晚餐看上去油腻腻的。我被早上发生的那些事折磨着,在法语课后就没吃午饭,现在,我几乎什么都能吃得下去。我从架子上抽出一个柠檬黄色的托盘,在上面放了几只盛器,透过一行行脑袋想弄清楚他们盘子上灰色的糊状物是什么东西。原来是马铃薯泥加肉饼:在光滑柔软的土豆泥上是小块的油煎牛肉饼,甜甜的,嫩嫩的玉米棒。太谗人了。

维洛妮卡?李曼排在我的前面。我仔细看她的头发里是不是有我的橡皮头,可没能在那团头发里确定橡皮头的位置。该死。她注意到了我在她身后,回头上下打量我,好象我是一只被碾碎了的虫子。

在这个世界上,维洛妮卡?李曼是我愿意去憎恨的为数不多的人之一。一年级的时候,她在代数课上组织了一次“活动”。十二点零一分整,所有的人,除了她和她的三个克隆朋友,都把书合上了。她和她的朋友们,坐在课桌边,斜歪着脑袋,做困惑状。结果是:班上的所有其他人,包括我在内,在接下来的一个星期都遭到米兰诺先生的留堂,他认为花几个小时给我们将他的毕业论文——蜥蜴的交配习惯——是对我们有好处的。

队伍向前挪动着,下一个就到我和维洛妮卡了。她对着那些吃的东西做出了痛苦的表情。“马铃薯泥加肉饼?”餐厅的女服务员问,勺子里盛满了马铃薯泥加肉饼,对着维洛妮卡的盘子准备倒下去。

“讨厌,”维洛妮卡说,晃着她红色的手指甲,象表示禁止通行的红灯,“谁吃这玩意儿呀?”

“你呀,现在。”餐厅服务员说。

“我可不吃。我是素食者。”

女服务员向她的盘子里抖落了一点,“试试。”

“你没听见呀,我是素食者,素——食——者。我憎恨吃动——物。哪一个词你听不懂?”

女服务员啪嗒一声把陶瓷盘子扔在柜台上,递给维洛妮卡一个玻璃纸包装的金枪鱼三明治。

“什么时候开始金枪鱼不是动物了?你没有色拉吗?”

“只有玉米和土豆泥。”

“好的,我来一份。
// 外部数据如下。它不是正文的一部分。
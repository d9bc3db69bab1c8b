/*!
Cryptographic adapters for the playground.

Each adapter wraps one primitive from the RustCrypto crates with fixed
parameters and converts between text, bytes and hex on the way in and out.
*/

// Configuration
pub mod config;

// Opaque key handles
pub mod keys;

// One adapter per demo
pub mod symmetric;
pub mod asymmetric;
pub mod hash;
pub mod key_exchange;
pub mod signature;

// Shared demo capability
pub mod demo;

pub use asymmetric::AsymmetricCipher;
pub use config::{
    AsymmetricConfig, CryptoConfig, HashAlgorithm, KeyExchangeConfig, NamedCurve, SignatureConfig,
    SymmetricConfig,
};
pub use demo::{CryptoDemo, DemoKind};
pub use hash::DigestHasher;
pub use key_exchange::KeyExchange;
pub use keys::{AlgorithmFamily, CryptoKey, InitializationVector, KeyId, KeyPair, KeyRole};
pub use signature::SignatureService;
pub use symmetric::{SymmetricCipher, SymmetricKeys};
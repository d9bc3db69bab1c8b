/*!
Lock state of the encryption playgrounds.

Dropping a key on plain text encrypts it and locks the playground; only the
key that can undo the encryption unlocks it again.
*/

use std::fmt;

/// Whether the playground text is currently ciphertext
#[derive(Debug, Clone, PartialEq, Eq, Default)]
pub enum LockState {
    /// Text is plain
    #[default]
    Unlocked,
    /// Text is ciphertext that only `key_id` can decrypt
    Locked {
        /// Slot id of the decrypting key
        key_id: String,
    },
}

impl LockState {
    /// Whether the text is ciphertext
    pub fn is_locked(&self) -> bool {
        matches!(self, LockState::Locked { .. })
    }

    /// Slot id of the key that can decrypt the text
    pub fn key_id(&self) -> Option<&str> {
        match self {
            LockState::Unlocked => None,
            LockState::Locked { key_id } => Some(key_id),
        }
    }
}

impl fmt::Display for LockState {
    fn fmt(&self, f: &mut fmt::Formatter<'_>) -> fmt::Result {
        match self {
            LockState::Unlocked => write!(f, "Unlocked"),
            LockState::Locked { key_id } => write!(f, "Locked({})", key_id),
        }
    }
}
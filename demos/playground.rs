/*!
Walks through all five demos the way a reader of the tutorial would.

Run with `cargo run --example playground`.
*/

use crypto_playground::{Demo, DemoKind, Error, KeyExchangeSession, Result, SignatureSession};

fn show(demo: &Demo) {
    if let Some(text) = demo.text() {
        println!("  text: {}", text);
    }
}

fn main() -> Result<()> {
    println!("Crypto Playground {}", crypto_playground::VERSION);

    // Symmetric: lock with one key, fail with the other, unlock with the first
    println!("\n{}", DemoKind::Symmetric);
    let mut demo = Demo::new(DemoKind::Symmetric)?;
    show(&demo);
    demo.apply_key("key1")?;
    show(&demo);
    if let Err(err) = demo.apply_key("key2") {
        println!("  key2: {}", err);
    }
    demo.apply_key("key1")?;
    show(&demo);

    // Asymmetric: short text, public key in, private key out
    println!("\n{}", DemoKind::Asymmetric);
    let mut demo = Demo::new(DemoKind::Asymmetric)?;
    match demo.apply_key("key1-public") {
        Err(Error::PayloadTooLarge { len, max }) => {
            println!("  default text is {} bytes once encoded, limit is {}", len, max);
        }
        other => other?,
    }
    demo.set_text("Привет")?;
    demo.apply_key("key1-public")?;
    show(&demo);
    demo.apply_key("key1")?;
    show(&demo);

    // Hashing: digests chain
    println!("\n{}", DemoKind::Hash);
    let mut demo = Demo::new(DemoKind::Hash)?;
    for id in ["key1", "key2"] {
        demo.apply_key(id)?;
        show(&demo);
    }

    // Key exchange: both directions agree, the same pair is refused
    println!("\n{}", DemoKind::KeyExchange);
    let mut session = KeyExchangeSession::new()?;
    session.select_public("key2-public")?;
    session.select_private("key1")?;
    println!("  key2-public + key1: {}", session.shared_secret().unwrap_or("none"));
    session.select_private("key3")?;
    session.select_public("key1-public")?;
    session.select_private("key2")?;
    println!("  key1-public + key2: {}", session.shared_secret().unwrap_or("none"));
    if let Err(err) = session.select_public("key2-public") {
        println!("  key2-public + key2: {}", err);
    }

    // Signature: the check follows the selected public key
    println!("\n{}", DemoKind::Signature);
    let mut session = SignatureSession::new()?;
    session.select_private("key1")?;
    for public in ["key1-public", "key2-public"] {
        session.select_public(public)?;
        println!(
            "  {} + key1: {} {}",
            public,
            session.signature().unwrap_or(""),
            if session.is_valid() { "valid" } else { "invalid" }
        );
    }

    Ok(())
}
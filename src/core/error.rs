/*!
Error handling for the crypto playground.

Every failure an adapter or a playground session can report is a variant of
[`Error`]. Details coming from the underlying cryptographic crates are
deliberately reduced to a [`CryptoError`] reason.
*/

use std::io;
use thiserror::Error;

/// Result type for the crypto playground
pub type Result<T> = std::result::Result<T, Error>;

/// Error type for the crypto playground
#[derive(Error, Debug, Clone, PartialEq, Eq)]
pub enum Error {
    /// Malformed hex or percent-encoded input
    #[error("Invalid format: {0}")]
    Format(String),

    /// Key used for an operation it is not allowed to perform
    #[error("Invalid key role: expected {expected}, but was {actual}")]
    InvalidKeyRole {
        expected: String,
        actual: String,
    },

    /// Decryption rejected, or the decrypted bytes are not valid text
    #[error("Decryption failed")]
    Decryption(#[source] CryptoError),

    /// Algorithm name outside the supported set
    #[error("Unsupported algorithm: {0}")]
    UnsupportedAlgorithm(String),

    /// Plaintext too long for public-key encryption
    #[error("Payload too large: {len} bytes, at most {max} allowed")]
    PayloadTooLarge {
        len: usize,
        max: usize,
    },

    /// Any other cryptographic failure (limited details)
    #[error("Cryptographic operation failed")]
    Crypto(#[source] CryptoError),

    /// Configuration rejected by validation
    #[error("Invalid configuration: {0}")]
    InvalidConfig(String),

    /// Locked text dropped on a key that did not encrypt it
    #[error("Wrong key: {0}")]
    WrongKey(String),

    /// No key slot with this id in the session
    #[error("Unknown key: {0}")]
    UnknownKey(String),

    /// Public and private key belong to the same generated pair
    #[error("Public and private key come from the same key pair")]
    DegenerateKeyExchange,

    /// Internal error
    #[error("Internal error: {0}")]
    Internal(String),
}

/// Cryptographic failure reasons with limited details
#[derive(Error, Debug, Clone, Copy, PartialEq, Eq)]
pub enum CryptoError {
    /// Key generation failed
    #[error("Key generation failed")]
    KeyGenerationFailed,

    /// Generic encryption error
    #[error("Encryption failed")]
    EncryptionFailed,

    /// Generic decryption error
    #[error("Decryption failed")]
    DecryptionFailed,

    /// Block padding did not check out after decryption
    #[error("Invalid padding")]
    InvalidPadding,

    /// Decrypted bytes could not be turned back into text
    #[error("Invalid text")]
    InvalidText,

    /// Signature generation failed
    #[error("Signing failed")]
    SigningFailed,

    /// Shared secret derivation failed
    #[error("Key agreement failed")]
    KeyAgreementFailed,
}

impl Error {
    /// Build an [`Error::InvalidKeyRole`] from anything printable
    pub fn invalid_role(expected: impl ToString, actual: impl ToString) -> Self {
        Error::InvalidKeyRole {
            expected: expected.to_string(),
            actual: actual.to_string(),
        }
    }
}

/// Create a format error
#[macro_export]
macro_rules! format_err {
    ($msg:expr) => {
        $crate::core::error::Error::Format($msg.to_string())
    };
    ($fmt:expr, $($arg:tt)*) => {
        $crate::core::error::Error::Format(format!($fmt, $($arg)*))
    };
}

/// Create a crypto error
#[macro_export]
macro_rules! crypto_err {
    ($err:expr) => {
        Err($crate::core::error::Error::Crypto($err))
    };
}

/// Convert from Error to io::Error (for compatibility)
impl From<Error> for io::Error {
    fn from(error: Error) -> Self {
        match error {
            Error::Format(msg) => io::Error::new(io::ErrorKind::InvalidData, msg),
            Error::InvalidKeyRole { expected, actual } => io::Error::new(
                io::ErrorKind::PermissionDenied,
                format!("Invalid key role: expected {}, but was {}", expected, actual),
            ),
            Error::Decryption(_) => io::Error::new(io::ErrorKind::InvalidData, "Decryption failed"),
            Error::UnsupportedAlgorithm(name) => io::Error::new(
                io::ErrorKind::Unsupported,
                format!("Unsupported algorithm: {}", name),
            ),
            Error::PayloadTooLarge { len, max } => io::Error::new(
                io::ErrorKind::InvalidInput,
                format!("Payload too large: {} > {}", len, max),
            ),
            Error::Crypto(_) => io::Error::new(io::ErrorKind::Other, "Cryptographic error"),
            Error::InvalidConfig(msg) => io::Error::new(io::ErrorKind::InvalidInput, msg),
            Error::WrongKey(msg) => io::Error::new(io::ErrorKind::PermissionDenied, msg),
            Error::UnknownKey(id) => io::Error::new(io::ErrorKind::NotFound, id),
            Error::DegenerateKeyExchange => io::Error::new(
                io::ErrorKind::InvalidInput,
                "Public and private key come from the same key pair",
            ),
            Error::Internal(msg) => io::Error::new(io::ErrorKind::Other, msg),
        }
    }
}
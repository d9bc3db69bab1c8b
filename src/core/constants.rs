/*!
Constants for the crypto playground.

Fixed algorithm parameters, sizes and the playground defaults.
*/

/// Crate version
pub const VERSION: &str = env!("CARGO_PKG_VERSION");

/// Size constants for the supported algorithms
pub mod sizes {
    /// AES-CBC constants
    pub mod aes {
        /// Size of an AES-256 key in bytes
        pub const KEY_SIZE: usize = 32;

        /// Size of the AES block in bytes
        pub const BLOCK_SIZE: usize = 16;

        /// Size of the CBC initialization vector in bytes
        pub const IV_SIZE: usize = 16;
    }

    /// RSA-OAEP constants
    pub mod rsa {
        /// Default modulus size in bits
        pub const MODULUS_BITS: usize = 1024;

        /// Public exponent (0x01 0x00 0x01)
        pub const PUBLIC_EXPONENT: u64 = 65_537;

        /// Smallest modulus accepted by the configuration
        pub const MIN_MODULUS_BITS: usize = 1024;

        /// Largest modulus accepted by the configuration
        pub const MAX_MODULUS_BITS: usize = 4096;
    }

    /// P-256 constants
    pub mod p256 {
        /// Size of the raw ECDH shared secret in bytes
        pub const SHARED_SECRET_BYTES: usize = 32;

        /// Size of a fixed-width `r || s` ECDSA signature in bytes
        pub const SIGNATURE_BYTES: usize = 64;

        /// Default number of derived bits for the key exchange demo
        pub const DERIVATION_BITS: usize = 64;
    }
}

/// Playground defaults
pub mod defaults {
    /// Initial text of the encryption and hash demos
    pub const TEXT: &str = "Ваш секретный текст";

    /// Initial text of the signature demo
    pub const SIGNATURE_TEXT: &str = "abc";

    /// Number of secret keys in the symmetric demo
    pub const SYMMETRIC_KEYS: usize = 2;

    /// Number of key pairs in the asymmetric demo
    pub const ASYMMETRIC_KEY_PAIRS: usize = 2;

    /// Number of key pairs in the key exchange demo
    pub const KEY_EXCHANGE_KEY_PAIRS: usize = 3;

    /// Number of key pairs in the signature demo
    pub const SIGNATURE_KEY_PAIRS: usize = 2;
}
//! Core components of the playground.
//!
//! This module contains the text and hex encodings, the cryptographic
//! adapters, the playground sessions built on them, and error handling.

// Cryptographic adapters
pub mod crypto;

// Playground sessions
pub mod session;

// Text and hex conversions
pub mod encoding;

// Fixed parameters and defaults
pub mod constants;

// Error handling
pub mod error;

// Re-exports for convenience
pub use self::constants::VERSION;
pub use self::crypto::{CryptoConfig, CryptoDemo, DemoKind};
pub use self::error::{CryptoError, Error, Result};
pub use self::session::Demo;
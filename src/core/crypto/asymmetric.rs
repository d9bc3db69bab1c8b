/*!
Public-key encryption with RSA-OAEP.

Only a public key may encrypt and only a private key may decrypt. OAEP
bounds the plaintext length: with a 1024-bit modulus and SHA-256 at most
62 bytes fit.
*/

use rand_core::OsRng;
use rsa::{BigUint, Oaep, RsaPrivateKey, RsaPublicKey};

use crate::core::{
    crypto::{
        config::{AsymmetricConfig, CryptoConfig, HashAlgorithm},
        keys::{AlgorithmFamily, CryptoKey, KeyMaterial, KeyPair, KeyRole},
    },
    encoding::{TextCodec, bytes_to_hex_string, hex_string_to_bytes},
    error::{CryptoError, Error, Result},
};

/// RSA-OAEP adapter
#[derive(Debug, Clone)]
pub struct AsymmetricCipher {
    config: AsymmetricConfig,
    codec: TextCodec,
}

impl Default for AsymmetricCipher {
    fn default() -> Self {
        Self {
            config: AsymmetricConfig::default(),
            codec: TextCodec::default(),
        }
    }
}

impl AsymmetricCipher {
    /// Create a cipher with the default parameters
    pub fn new() -> Self {
        Self::default()
    }

    /// Create a cipher with specific parameters
    pub fn with_config(config: AsymmetricConfig, codec: TextCodec) -> Result<Self> {
        config.validate()?;
        Ok(Self { config, codec })
    }

    /// Create a cipher from the playground configuration
    pub fn from_config(config: &CryptoConfig) -> Result<Self> {
        Self::with_config(config.asymmetric, config.text_codec)
    }

    /// Algorithm name
    pub fn algorithm(&self) -> &'static str {
        "RSA-OAEP"
    }

    /// Largest plaintext in bytes, after text encoding
    pub fn max_plaintext_len(&self) -> usize {
        self.config.max_plaintext_len()
    }

    /// Generate a public/private key pair
    pub fn generate_keys(&self) -> Result<KeyPair> {
        let exponent = BigUint::from(self.config.public_exponent);
        let private = RsaPrivateKey::new_with_exp(&mut OsRng, self.config.modulus_bits, &exponent)
            .map_err(|_| Error::Crypto(CryptoError::KeyGenerationFailed))?;
        let public = RsaPublicKey::from(&private);

        let pair = KeyPair::new(KeyMaterial::RsaPublic(public), KeyMaterial::RsaPrivate(private));
        log::debug!(
            "generated {}-bit {} key pair {}",
            self.config.modulus_bits,
            self.algorithm(),
            pair.id()
        );
        Ok(pair)
    }

    /// Encrypt text with a public key, returning hex ciphertext
    pub fn encrypt(&self, public_key: &CryptoKey, text: &str) -> Result<String> {
        let KeyMaterial::RsaPublic(public) =
            public_key.material_for(AlgorithmFamily::Asymmetric, KeyRole::Public)?
        else {
            return Err(Error::Internal("public key without RSA material".into()));
        };

        let data = self.codec.encode(text);
        let max = self.max_plaintext_len();
        if data.len() > max {
            return Err(Error::PayloadTooLarge { len: data.len(), max });
        }

        let ciphertext = public
            .encrypt(&mut OsRng, self.padding(), &data)
            .map_err(|e| match e {
                rsa::Error::MessageTooLong => Error::PayloadTooLarge { len: data.len(), max },
                _ => Error::Crypto(CryptoError::EncryptionFailed),
            })?;
        bytes_to_hex_string(&ciphertext).ok_or(Error::Crypto(CryptoError::EncryptionFailed))
    }

    /// Decrypt hex ciphertext with a private key
    pub fn decrypt(&self, private_key: &CryptoKey, hex_text: &str) -> Result<String> {
        let KeyMaterial::RsaPrivate(private) =
            private_key.material_for(AlgorithmFamily::Asymmetric, KeyRole::Private)?
        else {
            return Err(Error::Internal("private key without RSA material".into()));
        };

        let ciphertext = hex_string_to_bytes(hex_text)?;
        let plaintext = private
            .decrypt(self.padding(), &ciphertext)
            .map_err(|_| Error::Decryption(CryptoError::DecryptionFailed))?;
        self.codec.decode(&plaintext)
    }

    fn padding(&self) -> Oaep {
        match self.config.oaep_hash {
            HashAlgorithm::Sha1 => Oaep::new::<sha1::Sha1>(),
            HashAlgorithm::Sha256 => Oaep::new::<sha2::Sha256>(),
            HashAlgorithm::Sha384 => Oaep::new::<sha2::Sha384>(),
            HashAlgorithm::Sha512 => Oaep::new::<sha2::Sha512>(),
        }
    }
}
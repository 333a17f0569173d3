// mtfps-cli/src/main.rs
//
// Entry point for the `mtfps` binary.
//
// Responsibilities:
// - Parsing arguments (usage errors exit with status 1)
// - Setting up logging on stderr
// - Running the probe command and mapping any error to exit status 1

use clap::Parser;
use clap::error::ErrorKind;
use console::style;
use mtfps_cli::logging::init_logging;
use mtfps_cli::{Cli, run_probe};
use std::error::Error;
use std::process;

fn main() {
    let cli = match Cli::try_parse() {
        Ok(cli) => cli,
        Err(e) => {
            if matches!(e.kind(), ErrorKind::DisplayHelp | ErrorKind::DisplayVersion) {
                e.exit();
            }
            // Ignore a failed write; we are exiting either way.
            let _ = e.print();
            process::exit(1);
        }
    };

    init_logging(cli.verbose);

    if let Err(e) = run_probe(&cli) {
        if let Some(source) = e.source() {
            log::debug!("Caused by: {}", source);
        }
        eprintln!("{}", style(format!("Error: {}", e)).red().bold().for_stderr());
        process::exit(1);
    }
}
”

女服务员用勺子把金色的一滩倒入她的盘子里的时候,一滴汤汁溅到了她的脸上。太棒了。

“谢谢。”维洛妮卡把盘子撂到托盘上,走了。

我拿了被她拒绝的金枪鱼三明治,在餐厅找个角落坐下,那儿聚集着一伙戏剧社的学生。这不是我平常坐的地儿,我只想安静一会儿,知道他们会热烈讨论哈姆雷特是不是和他母亲过不去,而不会在意我在法语课上片段。此外,坐在这还能让我把发生的这些事情串一串。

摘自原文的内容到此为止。